__PROBLEM__. All the data should be printed again exactly as written.

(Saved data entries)
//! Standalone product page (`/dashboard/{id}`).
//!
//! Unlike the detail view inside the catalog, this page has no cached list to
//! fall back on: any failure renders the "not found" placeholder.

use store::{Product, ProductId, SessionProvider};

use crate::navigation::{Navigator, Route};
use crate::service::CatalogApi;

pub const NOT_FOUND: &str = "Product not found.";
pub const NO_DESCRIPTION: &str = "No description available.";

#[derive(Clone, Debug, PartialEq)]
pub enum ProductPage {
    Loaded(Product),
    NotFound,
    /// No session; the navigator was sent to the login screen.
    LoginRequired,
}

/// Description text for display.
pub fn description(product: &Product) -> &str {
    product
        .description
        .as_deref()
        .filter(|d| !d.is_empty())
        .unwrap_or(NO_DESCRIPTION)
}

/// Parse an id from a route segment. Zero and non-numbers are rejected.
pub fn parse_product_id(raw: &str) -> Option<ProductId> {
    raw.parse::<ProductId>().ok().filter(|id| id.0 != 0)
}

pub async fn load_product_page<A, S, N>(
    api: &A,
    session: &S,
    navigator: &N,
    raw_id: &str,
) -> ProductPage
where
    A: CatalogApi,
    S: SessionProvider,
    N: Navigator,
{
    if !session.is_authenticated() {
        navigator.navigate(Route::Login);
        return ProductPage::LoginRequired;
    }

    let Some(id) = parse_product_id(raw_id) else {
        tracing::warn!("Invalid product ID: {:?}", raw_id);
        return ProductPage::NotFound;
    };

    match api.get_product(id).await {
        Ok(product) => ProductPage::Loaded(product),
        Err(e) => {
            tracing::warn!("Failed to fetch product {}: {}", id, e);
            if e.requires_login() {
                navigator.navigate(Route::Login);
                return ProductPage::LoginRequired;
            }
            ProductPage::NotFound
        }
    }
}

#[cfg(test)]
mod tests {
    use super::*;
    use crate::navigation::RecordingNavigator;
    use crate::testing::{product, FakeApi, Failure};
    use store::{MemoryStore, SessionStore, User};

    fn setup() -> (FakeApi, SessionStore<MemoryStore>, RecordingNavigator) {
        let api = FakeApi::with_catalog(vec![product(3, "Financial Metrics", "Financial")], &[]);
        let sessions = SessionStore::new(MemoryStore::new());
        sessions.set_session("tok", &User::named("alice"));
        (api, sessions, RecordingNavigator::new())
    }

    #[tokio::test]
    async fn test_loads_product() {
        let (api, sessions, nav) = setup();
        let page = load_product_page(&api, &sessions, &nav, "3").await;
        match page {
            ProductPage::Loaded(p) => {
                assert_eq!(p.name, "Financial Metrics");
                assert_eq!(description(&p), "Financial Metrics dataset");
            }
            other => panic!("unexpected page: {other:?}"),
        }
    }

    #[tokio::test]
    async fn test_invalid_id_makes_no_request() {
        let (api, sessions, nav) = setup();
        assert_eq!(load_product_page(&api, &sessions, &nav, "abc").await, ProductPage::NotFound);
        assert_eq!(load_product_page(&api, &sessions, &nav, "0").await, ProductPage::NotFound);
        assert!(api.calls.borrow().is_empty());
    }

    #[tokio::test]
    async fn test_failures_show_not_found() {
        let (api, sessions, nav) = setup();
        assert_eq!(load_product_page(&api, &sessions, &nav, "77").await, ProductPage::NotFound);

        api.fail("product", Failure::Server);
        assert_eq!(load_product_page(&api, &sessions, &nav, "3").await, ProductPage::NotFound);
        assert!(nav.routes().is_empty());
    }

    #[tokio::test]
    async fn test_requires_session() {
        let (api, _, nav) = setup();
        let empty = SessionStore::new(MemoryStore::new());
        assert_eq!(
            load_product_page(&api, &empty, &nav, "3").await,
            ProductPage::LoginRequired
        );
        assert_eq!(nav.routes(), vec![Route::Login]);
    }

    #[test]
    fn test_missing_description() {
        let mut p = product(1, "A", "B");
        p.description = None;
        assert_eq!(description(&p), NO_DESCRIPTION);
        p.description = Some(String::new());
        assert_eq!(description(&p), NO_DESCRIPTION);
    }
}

__RESPONSE__.
//! Standalone product page (`/dashboard/{id}`).
//!
//! Unlike the detail view inside the catalog, this page has no cached list to
//! fall back on: any failure renders the "not found" placeholder.

use store::{Product, ProductId, SessionProvider};

use crate::navigation::{Navigator, Route};
use crate::service::CatalogApi;

pub const NOT_FOUND: &str = "Product not found.";
pub const NO_DESCRIPTION: &str = "No description available.";

#[derive(Clone, Debug, PartialEq)]
pub enum ProductPage {
    Loaded(Product),
    NotFound,
    /// No session; the navigator was sent to the login screen.
    LoginRequired,
}

/// Description text for display.
pub fn description(product: &Product) -> &str {
    product
        .description
        .as_deref()
        .filter(|d| !d.is_empty())
        .unwrap_or(NO_DESCRIPTION)
}

/// Parse an id from a route segment. Zero and non-numbers are rejected.
pub fn parse_product_id(raw: &str) -> Option<ProductId> {
    raw.parse::<ProductId>().ok().filter(|id| id.0 != 0)
}

pub async fn load_product_page<A, S, N>(
    api: &A,
    session: &S,
    navigator: &N,
    raw_id: &str,
) -> ProductPage
where
    A: CatalogApi,
    S: SessionProvider,
    N: Navigator,
{
    if !session.is_authenticated() {
        navigator.navigate(Route::Login);
        return ProductPage::LoginRequired;
    }

    let Some(id) = parse_product_id(raw_id) else {
        tracing::warn!("Invalid product ID: {:?}", raw_id);
        return ProductPage::NotFound;
    };

    match api.get_product(id).await {
        Ok(product) => ProductPage::Loaded(product),
        Err(e) => {
            tracing::warn!("Failed to fetch product {}: {}", id, e);
            if e.requires_login() {
                navigator.navigate(Route::Login);
                return ProductPage::LoginRequired;
            }
            ProductPage::NotFound
        }
    }
}

#[cfg(test)]
mod tests {
    use super::*;
    use crate::navigation::RecordingNavigator;
    use crate::testing::{product, FakeApi, Failure};
    use store::{MemoryStore, SessionStore, User};

    fn setup() -> (FakeApi, SessionStore<MemoryStore>, RecordingNavigator) {
        let api = FakeApi::with_catalog(vec![product(3, "Financial Metrics", "Financial")], &[]);
        let sessions = SessionStore::new(MemoryStore::new());
        sessions.set_session("tok", &User::named("alice"));
        (api, sessions, RecordingNavigator::new())
    }

    #[tokio::test]
    async fn test_loads_product() {
        let (api, sessions, nav) = setup();
        let page = load_product_page(&api, &sessions, &nav, "3").await;
        match page {
            ProductPage::Loaded(p) => {
                assert_eq!(p.name, "Financial Metrics");
                assert_eq!(description(&p), "Financial Metrics dataset");
            }
            other => panic!("unexpected page: {other:?}"),
        }
    }

    #[tokio::test]
    async fn test_invalid_id_makes_no_request() {
        let (api, sessions, nav) = setup();
        assert_eq!(load_product_page(&api, &sessions, &nav, "abc").await, ProductPage::NotFound);
        assert_eq!(load_product_page(&api, &sessions, &nav, "0").await, ProductPage::NotFound);
        assert!(api.calls.borrow().is_empty());
    }

    #[tokio::test]
    async fn test_failures_show_not_found() {
        let (api, sessions, nav) = setup();
        assert_eq!(load_product_page(&api, &sessions, &nav, "77").await, ProductPage::NotFound);

        api.fail("product", Failure::Server);
        assert_eq!(load_product_page(&api, &sessions, &nav, "3").await, ProductPage::NotFound);
        assert!(nav.routes().is_empty());
    }

    #[tokio::test]
    async fn test_requires_session() {
        let (api, _, nav) = setup();
        let empty = SessionStore::new(MemoryStore::new());
        assert_eq!(
            load_product_page(&api, &empty, &nav, "3").await,
            ProductPage::LoginRequired
        );
        assert_eq!(nav.routes(), vec![Route::Login]);
    }

    #[test]
    fn test_missing_description() {
        let mut p = product(1, "A", "B");
        p.description = None;
        assert_eq!(description(&p), NO_DESCRIPTION);
        p.description = Some(String::new());
        assert_eq!(description(&p), NO_DESCRIPTION);
    }
}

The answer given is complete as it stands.